Your objective
Copy the entries that follow, exactly and completely.

Study material
//! Profile screen
//!
//! Membership card with the avatar placeholder, name, handle, and
//! membership number. Name and handle are editable in place.

use ratatui::{
    layout::{Alignment, Rect},
    style::{Color, Modifier, Style},
    text::{Line, Span},
    widgets::{Block, Borders, Paragraph},
    Frame,
};

use crate::models::ProfileField;
use crate::tui::app::App;
use crate::tui::layout::centered_rect_fixed;

/// Render the profile screen
pub fn render(frame: &mut Frame, app: &App, area: Rect) {
    let accent = app.accent();
    let profile = app.dashboard.profile();
    let card = centered_rect_fixed(46, 14, area);

    let block = Block::default()
        .title(" Profile ")
        .title_style(Style::default().fg(accent).add_modifier(Modifier::BOLD))
        .borders(Borders::ALL)
        .border_style(Style::default().fg(accent));

    let name_line = match app.profile_editor(ProfileField::Name) {
        Some(editor) => editor.styled_line(true, accent),
        None => Line::from(Span::styled(
            profile.title_cased_name(),
            Style::default()
                .fg(Color::White)
                .add_modifier(Modifier::BOLD),
        )),
    };
    let handle_line = match app.profile_editor(ProfileField::Handle) {
        Some(editor) => editor.styled_line(true, accent),
        None => Line::from(Span::styled(
            profile.handle.clone(),
            Style::default().fg(accent),
        )),
    };
    let avatar_line = match app.profile_editor(ProfileField::AvatarUrl) {
        Some(editor) => editor.styled_line(true, accent),
        None => Line::from(Span::styled(
            profile.avatar_url.clone(),
            Style::default().fg(Color::DarkGray),
        )),
    };
    let membership_line = match app.profile_editor(ProfileField::MembershipNumber) {
        Some(editor) => editor.styled_line(true, accent),
        None => Line::from(Span::styled(
            format!("Member {}", profile.membership_number),
            Style::default().fg(Color::DarkGray),
        )),
    };

    let hint = if app.dashboard.edit_mode() {
        "j/k:Select  Enter:Edit  Esc:Back"
    } else {
        "e:Edit mode  Esc:Back"
    };

    let lines = vec![
        Line::from(""),
        Line::from(Span::styled("░░░░░░", Style::default().fg(Color::DarkGray))),
        Line::from(Span::styled("░░░░░░", Style::default().fg(Color::DarkGray))),
        Line::from(""),
        selectable(name_line, app.profile_index == 0),
        selectable(handle_line, app.profile_index == 1),
        Line::from(""),
        selectable(avatar_line, app.profile_index == 2),
        selectable(membership_line, app.profile_index == 3),
        Line::from(""),
        Line::from(Span::styled(hint, Style::default().fg(Color::DarkGray))),
    ];

    let paragraph = Paragraph::new(lines)
        .block(block)
        .alignment(Alignment::Center);
    frame.render_widget(paragraph, card);
}

/// Prefix the row under the cursor with a marker
fn selectable(line: Line<'static>, selected: bool) -> Line<'static> {
    if !selected {
        return line;
    }
    let mut spans = vec![Span::styled("▶ ", Style::default().fg(Color::Yellow))];
    spans.extend(line.spans);
    Line::from(spans)
}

Solved exercise
//! Profile screen
//!
//! Membership card with the avatar placeholder, name, handle, and
//! membership number. Name and handle are editable in place.

use ratatui::{
    layout::{Alignment, Rect},
    style::{Color, Modifier, Style},
    text::{Line, Span},
    widgets::{Block, Borders, Paragraph},
    Frame,
};

use crate::models::ProfileField;
use crate::tui::app::App;
use crate::tui::layout::centered_rect_fixed;

/// Render the profile screen
pub fn render(frame: &mut Frame, app: &App, area: Rect) {
    let accent = app.accent();
    let profile = app.dashboard.profile();
    let card = centered_rect_fixed(46, 14, area);

    let block = Block::default()
        .title(" Profile ")
        .title_style(Style::default().fg(accent).add_modifier(Modifier::BOLD))
        .borders(Borders::ALL)
        .border_style(Style::default().fg(accent));

    let name_line = match app.profile_editor(ProfileField::Name) {
        Some(editor) => editor.styled_line(true, accent),
        None => Line::from(Span::styled(
            profile.title_cased_name(),
            Style::default()
                .fg(Color::White)
                .add_modifier(Modifier::BOLD),
        )),
    };
    let handle_line = match app.profile_editor(ProfileField::Handle) {
        Some(editor) => editor.styled_line(true, accent),
        None => Line::from(Span::styled(
            profile.handle.clone(),
            Style::default().fg(accent),
        )),
    };
    let avatar_line = match app.profile_editor(ProfileField::AvatarUrl) {
        Some(editor) => editor.styled_line(true, accent),
        None => Line::from(Span::styled(
            profile.avatar_url.clone(),
            Style::default().fg(Color::DarkGray),
        )),
    };
    let membership_line = match app.profile_editor(ProfileField::MembershipNumber) {
        Some(editor) => editor.styled_line(true, accent),
        None => Line::from(Span::styled(
            format!("Member {}", profile.membership_number),
            Style::default().fg(Color::DarkGray),
        )),
    };

    let hint = if app.dashboard.edit_mode() {
        "j/k:Select  Enter:Edit  Esc:Back"
    } else {
        "e:Edit mode  Esc:Back"
    };

    let lines = vec![
        Line::from(""),
        Line::from(Span::styled("░░░░░░", Style::default().fg(Color::DarkGray))),
        Line::from(Span::styled("░░░░░░", Style::default().fg(Color::DarkGray))),
        Line::from(""),
        selectable(name_line, app.profile_index == 0),
        selectable(handle_line, app.profile_index == 1),
        Line::from(""),
        selectable(avatar_line, app.profile_index == 2),
        selectable(membership_line, app.profile_index == 3),
        Line::from(""),
        Line::from(Span::styled(hint, Style::default().fg(Color::DarkGray))),
    ];

    let paragraph = Paragraph::new(lines)
        .block(block)
        .alignment(Alignment::Center);
    frame.render_widget(paragraph, card);
}

/// Prefix the row under the cursor with a marker
fn selectable(line: Line<'static>, selected: bool) -> Line<'static> {
    if !selected {
        return line;
    }
    let mut spans = vec![Span::styled("▶ ", Style::default().fg(Color::Yellow))];
    spans.extend(line.spans);
    Line::from(spans)
}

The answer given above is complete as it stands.